I write this post with a heavy heart, because I've learned that the organization where I'm teaching, KNGO Cambodia, which helps almost 450 children with English, computer skills, and vocational lessons, will close unless they receive funding.

Yesterday was my first 'true' day of teaching. After observing the children on Day One and realizing how much they are capable of that even their regular teacher does not realize, I was eager to begin implementing my own lessons. Children in this country learn by recitation, by memorization, and formula. There's nothing wrong with that, especially when learning a foreign language, but it doesn't engage one's creativity. The first two sections of my classes, the Level 1 learners, read their first book in English yesterday. I read it to them; we read it together out loud as I traced the words; we talked about vocabulary, with me miming meaning to them--it was exhilarating when they understood and shouted out the definition in Khmer--and we read together in translation.

The children were incredibly excited to even see a book, let alone think about reading one in English. They loved the pictures and the repetition, along with the building of meaning, allowed them to grasp the whole of the book and the individual sentences with which they had trouble. Today we will be working on making our own books. But my mind is racing with dread. I have pledged to help however I can, including advising KNGO to set up a crowdfunding campaign, and using my language skills to proofread, search for, and write grant proposals. But I'm not a grantwriter and I know that these things are difficult even for native speakers. No one has any training.

The leader of the organization, Mr Sun Saveth, who has been an excellent host to me, also sent out an email to all current and former volunteers, citing what he needed to continue running KNGO. Another suggestion that will hopefully reach many. I'm not sure how many children that I have been teaching will be turned away as the school makes sad and necessary cuts to its funding. I can't describe to you where children in this wonderful country can end up when the situation is dire for them; you've seen where children in our very safe first-world countries can end up...

I'm thinking about what I can do, and there are no clear answers. I'm only one person and I don't matter so much. But the school will be closing shortly if I can't help by coming up with some answers, so it's time for me to make some decisions.

Please, if you can help, here is the link to the campaign. It's not for me; it's for them. I will be fine no matter what...but they will not.

Monday, September 29, 2014

Cambodia – Day One


Almost twenty hours of flights, one twenty-four hour layover in Seoul, and a five-hour car ride later, I am here. My bed is a paradise, having gained the luxury of being weighed down by the time spent traversing the globe. My body feels rattled; a yoga episode in Phnom Penh only proved how broken down it was, and then I had a ride to Battambang that resembled nothing like a car ride.

People have been bombarding me with questions and good wishes, but I have wanted only sleep.

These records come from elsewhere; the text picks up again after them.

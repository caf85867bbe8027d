//! Proof image URL resolution

/// Resolve a proof image reference against the asset server.
///
/// Absolute `http(s)://` URLs pass through unchanged. Relative paths are
/// joined to `base` with exactly one `/` between them. Empty input is `None`.
pub fn resolve_image_url(raw: Option<&str>, base: &str) -> Option<String> {
    let raw = raw.map(str::trim).filter(|s| !s.is_empty())?;
    let lower = raw.to_ascii_lowercase();
    if lower.starts_with("http://") || lower.starts_with("https://") {
        return Some(raw.to_string());
    }
    let base = base.trim_end_matches('/');
    let path = raw.trim_start_matches('/');
    Some(format!("{}/{}", base, path))
}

The hours stretch out and then compress, and the Internet here is spotty—is that such a surprise in a country where you can buy a SIM card for $1? As I travel, I think about how unstoppable these people will be once they get good communications infrastructure, how a nation of people who all seem to know each other and who drive the way that birds migrate—noisily, in flocks, as they like, but always heading to the same places—will fare when they fully understand email.
A view of some houses as we go by

The school is in Bospo Village. A village isn’t what you or I think it is. It’s a winding labyrinth of dirt roads, one after another, too narrow to bring a car through for the most part. KNGO itself is an impressive structure, three white-stone rooms that sit side-by-side (this is not a country for hallways) and two outdoor classrooms that are ‘open air’…little more than a collection of benches and yard sale-esque tables, with no protection from the environment.

KNGO has an agreement with Bospo Village public school, a courtyard of rooms with hut-like roofs where children recite noisily what they have learned, each class out-shouting the others. I’m teaching with a kind teacher. Her first two classes are students that appear between the ages of eight and eleven; her second class between maybe eleven and thirteen, some of them already getting tall. Level 1 and Level 2, they are called. The students greet the teacher; they sit on benches made of rough wood that marginally resemble desks, and they take out their tiny little Asian notebooks and write. Today, I only observed. I think that is fair. Observed, helped, tried to persevere over the school’s standing-only toilet (failed miserably!), and plotted how to adapt my lessons to these children.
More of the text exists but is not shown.